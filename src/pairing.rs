// Pairing engine: turns outbound and return legs into priced, ranked itineraries

use crate::model::{FlightLeg, Itinerary, Route, StayWindow};

// Rows handed back per destination once ranked
pub const MAX_RESULT_ROWS: usize = 200;

#[derive(Debug, Clone, Copy, PartialEq, Eq)]
pub struct PairingConstraints {
    pub round_trip: bool,
    pub stay: StayWindow,
    pub max_rows: usize,
}

impl Default for PairingConstraints {
    fn default() -> Self {
        Self {
            round_trip: true,
            stay: StayWindow::default(),
            max_rows: MAX_RESULT_ROWS,
        }
    }
}

impl PairingConstraints {
    pub fn round_trip(min_nights: u32, max_nights: u32) -> Self {
        Self {
            round_trip: true,
            stay: StayWindow {
                min_nights,
                max_nights,
            },
            ..Self::default()
        }
    }

    pub fn one_way() -> Self {
        Self {
            round_trip: false,
            ..Self::default()
        }
    }
}

// Every itinerary allowed by `constraints`, cheapest first, capped at `max_rows`.
// One-way ignores `returns`. Round trips walk the full outbound x returns cross
// product; legs are not assumed sorted. Equal prices keep enumeration order.
// Booking links point at `route`, whatever stations the legs carry.
pub fn pair(
    route: &Route,
    outbound: &[FlightLeg],
    returns: &[FlightLeg],
    constraints: &PairingConstraints,
) -> Vec<Itinerary> {
    let mut trips: Vec<Itinerary> = if constraints.round_trip {
        let mut trips = Vec::new();
        for out in outbound {
            for ret in returns {
                if constraints.stay.contains(out.nights_until(ret)) {
                    trips.push(Itinerary::round_trip(route, out, ret));
                }
            }
        }
        trips
    } else {
        outbound.iter().map(|out| Itinerary::one_way(route, out)).collect()
    };

    rank(&mut trips, constraints.max_rows);
    trips
}

// Stable ascending price order, capped at `max_rows`
pub fn rank(trips: &mut Vec<Itinerary>, max_rows: usize) {
    trips.sort_by(|a, b| a.price.total_cmp(&b.price));
    trips.truncate(max_rows);
}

---

Problem description:
From the line containing "let mut trips: Vec<Itinerary>" to the final line above, output everything. Change nothing and add nothing.

Answer to this problem:
    let mut trips: Vec<Itinerary> = if constraints.round_trip {
        let mut trips = Vec::new();
        for out in outbound {
            for ret in returns {
                if constraints.stay.contains(out.nights_until(ret)) {
                    trips.push(Itinerary::round_trip(route, out, ret));
                }
            }
        }
        trips
    } else {
        outbound.iter().map(|out| Itinerary::one_way(route, out)).collect()
    };

    rank(&mut trips, constraints.max_rows);
    trips
}

// Stable ascending price order, capped at `max_rows`
pub fn rank(trips: &mut Vec<Itinerary>, max_rows: usize) {
    trips.sort_by(|a, b| a.price.total_cmp(&b.price));
    trips.truncate(max_rows);
}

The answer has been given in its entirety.